= Lena Angevine Warner =

American nurse and activist (1869–1948)

Lena Angevine Warner (1869–1948) was an American nurse and activist, sometimes referred to as "Tennessee's pioneer nurse". She also founded the Tennessee Nurses Association and the Tennessee Health Association and was the first superintendent of nurses at the City of Memphis Hospital.

== Early life and education ==
Warner was born in Grenada, Mississippi. Her immediate family died during the Yellow Fever epidemics of 1877 and 1878, after which she was raised by her grandmother.

Warner attended St. Mary’s Episcopal School in Memphis, Tennessee and was among the first students accepted at the Memphis Training School for Nurses (1887).

== Career and research==
When the Spanish-American War began in 1898, President McKinley called for volunteer nurses to help support efforts in Cuba to counter the numerous viruses such as cholera, malaria, smallpox, yellow fever, and bubonic plague all spreading across the country. Warner volunteered and was named Chief Executive Nurse, making her the only female officer in the United States Army at the time.

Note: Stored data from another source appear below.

//! Fatal evaluation errors.

use std::io;
use std::path::PathBuf;

use thiserror::Error;

use crate::data::TestDataError;
use crate::eval::budget::BudgetExceeded;
use crate::loader::{LoaderError, ModuleError};
use crate::settings::SettingsError;

/// Errors that terminate an evaluation run.
///
/// Degenerate or non-positive-accuracy cases are not errors: they end the
/// run with the sentinel score instead (see [`crate::eval::FailureReason`]).
#[derive(Debug, Error)]
pub enum EvalError {
    #[error("The preparation script, i.e. '{}', does NOT exist!", .0.display())]
    MissingPrepScript(PathBuf),
    #[error(transparent)]
    Loader(#[from] LoaderError),
    #[error(transparent)]
    Settings(#[from] SettingsError),
    #[error(transparent)]
    Module(#[from] ModuleError),
    #[error("cannot list test set directory \"{}\": {source}", .path.display())]
    TestSet {
        path: PathBuf,
        #[source]
        source: io::Error,
    },
    #[error("test set has {inputs} input files but {outputs} ground-truth files")]
    TestSetMismatch { inputs: usize, outputs: usize },
    #[error(transparent)]
    TestData(#[from] TestDataError),
    #[error(transparent)]
    Timeout(#[from] BudgetExceeded),
    #[error("Submitted file \"{}\" is not a .zip, .tar.gz or .tgz archive", .0.display())]
    BadSubmissionFormat(PathBuf),
    #[error("Submitted archive is empty")]
    EmptySubmission,
    #[error("cannot extract submission \"{}\": {source}", .path.display())]
    Archive {
        path: PathBuf,
        #[source]
        source: io::Error,
    },
}
//! Loading contestant entry points.
//!
//! A submission module exposes two entry points, `prep_env` and `forecast`.
//! [`ScriptLoader`] runs each call in its own subprocess, started in the
//! module's directory, so nothing a submission does leaks into the
//! evaluator's process state:
//!
//! - `<interpreter> <script> prep_env` prints one JSON object on stdout.
//! - `<interpreter> <script> forecast` reads the [`Settings`] JSON on stdin
//!   and prints a `turbines × timesteps × variables` JSON array on stdout.
//!
//! stderr is inherited so contestant logs reach the evaluation log.

use std::collections::BTreeMap;
use std::fs::{self, Metadata};
use std::io::{self, Write};
use std::path::{Path, PathBuf};
use std::process::{Command, ExitStatus, Stdio};

use serde_json::{Map, Value};
use thiserror::Error;
use tracing::{debug, error};

use crate::config::LoaderConfig;
use crate::data::Prediction;
use crate::settings::Settings;

/// Why a module could not be loaded.
///
/// The three kinds let a caller tell "missing" from "broken" from "failed
/// for another reason".
#[derive(Debug, Error)]
pub enum LoaderError {
    #[error("module not found: {0}")]
    ModuleNotFound(String),
    #[error("import failed: {0}")]
    ImportFailure(String),
    #[error("{0}")]
    LoaderFailure(String),
}

/// A failed entry-point call.
#[derive(Debug, Error)]
pub enum ModuleError {
    #[error("failed to run `{entry}` of {}: {source}", .path.display())]
    Io {
        entry: &'static str,
        path: PathBuf,
        #[source]
        source: io::Error,
    },
    #[error("`{entry}` of {} exited with {status}", .path.display())]
    Exited {
        entry: &'static str,
        path: PathBuf,
        status: ExitStatus,
    },
    #[error("`{entry}` of {} produced malformed JSON: {source}", .path.display())]
    Protocol {
        entry: &'static str,
        path: PathBuf,
        #[source]
        source: serde_json::Error,
    },
    /// Failure reported by an in-process [`SubmissionModule`]
    /// implementation that has no subprocess status to report.
    #[error("`{entry}` failed: {message}")]
    Failed {
        entry: &'static str,
        message: String,
    },
}

/// The two entry points every submission provides.
pub trait SubmissionModule {
    /// Returns the contestant's experimental settings.
    fn prep_env(&mut self) -> Result<Map<String, Value>, ModuleError>;

    /// Forecasts one test case described by `settings`.
    fn forecast(&mut self, settings: &Settings) -> Result<Prediction, ModuleError>;
}

/// Resolves a file path into a callable [`SubmissionModule`].
pub trait ModuleLoader {
    /// # Errors
    ///
    /// Returns `ModuleNotFound` when `path` does not exist, `ImportFailure`
    /// when it exists but is not loadable, and `LoaderFailure` otherwise.
    fn load(&self, path: &Path) -> Result<Box<dyn SubmissionModule>, LoaderError>;
}

/// Loads entry-point scripts and runs them as subprocesses.
#[derive(Debug, Clone)]
pub struct ScriptLoader {
    interpreters: BTreeMap<String, String>,
}

impl ScriptLoader {
    /// Creates a loader with an interpreter per file extension.
    pub fn new(interpreters: BTreeMap<String, String>) -> Self {
        Self { interpreters }
    }

    pub fn from_config(config: &LoaderConfig) -> Self {
        Self::new(config.interpreters.clone())
    }

    fn resolve(&self, path: &Path) -> Result<ScriptModule, LoaderError> {
        let stem = path
            .file_stem()
            .map(|s| s.to_string_lossy().into_owned())
            .unwrap_or_default();

        let metadata = match fs::metadata(path) {
            Ok(m) => m,
            Err(e) if e.kind() == io::ErrorKind::NotFound => {
                return Err(LoaderError::ModuleNotFound(format!(
                    "No module named '{stem}' in {}",
                    parent_dir(path).display()
                )));
            }
            Err(e) => return Err(import_error(&e, path)),
        };
        if !metadata.is_file() {
            return Err(LoaderError::ImportFailure(format!(
                "cannot import '{stem}': {} is not a file",
                path.display()
            )));
        }
        if stem.is_empty() {
            return Err(LoaderError::ImportFailure(format!(
                "cannot derive a module name from {}",
                path.display()
            )));
        }

        let script = fs::canonicalize(path).map_err(|e| import_error(&e, path))?;
        let interpreter = script
            .extension()
            .and_then(|ext| ext.to_str())
            .and_then(|ext| self.interpreters.get(ext))
            .cloned();
        if interpreter.is_none() && !is_executable(&metadata) {
            return Err(LoaderError::ImportFailure(format!(
                "cannot import '{stem}': no interpreter registered for {} and it is not executable",
                path.display()
            )));
        }

        let dir = parent_dir(&script).to_path_buf();
        Ok(ScriptModule {
            interpreter,
            script,
            dir,
        })
    }
}

impl Default for ScriptLoader {
    fn default() -> Self {
        Self::from_config(&LoaderConfig::default())
    }
}

impl ModuleLoader for ScriptLoader {
    fn load(&self, path: &Path) -> Result<Box<dyn SubmissionModule>, LoaderError> {
        match self.resolve(path) {
            Ok(module) => {
                debug!(path = %path.display(), interpreter = ?module.interpreter, "module loaded");
                Ok(Box::new(module))
            }
            Err(e) => {
                error!(path = %path.display(), error = ?e, "failed to load module");
                Err(e)
            }
        }
    }
}

fn import_error(error: &io::Error, path: &Path) -> LoaderError {
    LoaderError::LoaderFailure(format!(
        "IMPORT ERROR: {error}. Load module [path: {}]",
        path.display()
    ))
}

fn parent_dir(path: &Path) -> &Path {
    match path.parent() {
        Some(p) if !p.as_os_str().is_empty() => p,
        _ => Path::new("."),
    }
}

#[cfg(unix)]
fn is_executable(metadata: &Metadata) -> bool {
    use std::os::unix::fs::PermissionsExt;
    metadata.permissions().mode() & 0o111 != 0
}

#[cfg(not(unix))]
fn is_executable(_metadata: &Metadata) -> bool {
    false
}

/// A submission script invoked once per entry-point call.
#[derive(Debug, Clone)]
pub struct ScriptModule {
    interpreter: Option<String>,
    script: PathBuf,
    dir: PathBuf,
}

impl ScriptModule {
    pub fn script(&self) -> &Path {
        &self.script
    }

    fn call(&self, entry: &'static str, input: Option<&[u8]>) -> Result<Vec<u8>, ModuleError> {
        let io_err = |source: io::Error| ModuleError::Io {
            entry,
            path: self.script.clone(),
            source,
        };

        let mut cmd = match &self.interpreter {
            Some(program) => {
                let mut c = Command::new(program);
                c.arg(&self.script);
                c
            }
            None => Command::new(&self.script),
        };
        cmd.arg(entry)
            .current_dir(&self.dir)
            .stdin(if input.is_some() {
                Stdio::piped()
            } else {
                Stdio::null()
            })
            .stdout(Stdio::piped())
            .stderr(Stdio::inherit());

        debug!(entry, script = %self.script.display(), "invoking entry point");
        let mut child = cmd.spawn().map_err(io_err)?;

        if let (Some(bytes), Some(mut stdin)) = (input, child.stdin.take()) {
            match stdin.write_all(bytes) {
                // the module may exit without reading its input
                Err(e) if e.kind() != io::ErrorKind::BrokenPipe => {
                    let _ = child.kill();
                    let _ = child.wait();
                    return Err(io_err(e));
                }
                _ => {}
            }
        }

        let output = child.wait_with_output().map_err(io_err)?;
        if !output.status.success() {
            return Err(ModuleError::Exited {
                entry,
                path: self.script.clone(),
                status: output.status,
            });
        }
        Ok(output.stdout)
    }

    fn protocol_err(&self, entry: &'static str, source: serde_json::Error) -> ModuleError {
        ModuleError::Protocol {
            entry,
            path: self.script.clone(),
            source,
        }
    }
}

impl SubmissionModule for ScriptModule {
    fn prep_env(&mut self) -> Result<Map<String, Value>, ModuleError> {
        let stdout = self.call("prep_env", None)?;
        serde_json::from_slice(&stdout).map_err(|e| self.protocol_err("prep_env", e))
    }

    fn forecast(&mut self, settings: &Settings) -> Result<Prediction, ModuleError> {
        let input = serde_json::to_vec(settings).map_err(|e| self.protocol_err("forecast", e))?;
        let stdout = self.call("forecast", Some(&input))?;
        serde_json::from_slice(&stdout).map_err(|e| self.protocol_err("forecast", e))
    }
}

Following the Spanish-American War, Warner was invited back to Cuba to support experiments related to Yellow Fever alongside Dr. Walter Reed and other distinguished medical staff. The team was able to determine that Yellow Fever was carried by the Aedes Aegypti mosquito.

After returning to Memphis, she founded the Tennessee Nurses Association and the Tennessee Health Association, organized Red Cross chapters, and served as the state chairperson for the Red Cross Nursing Department from 1910 to 1932.

Warner moved to Knoxville in 1916 to fight epidemics of influenza and cholera until her eventual retirement in 1946 at 79.

== Death ==
Warner is buried at Elmwood Cemetery in Memphis.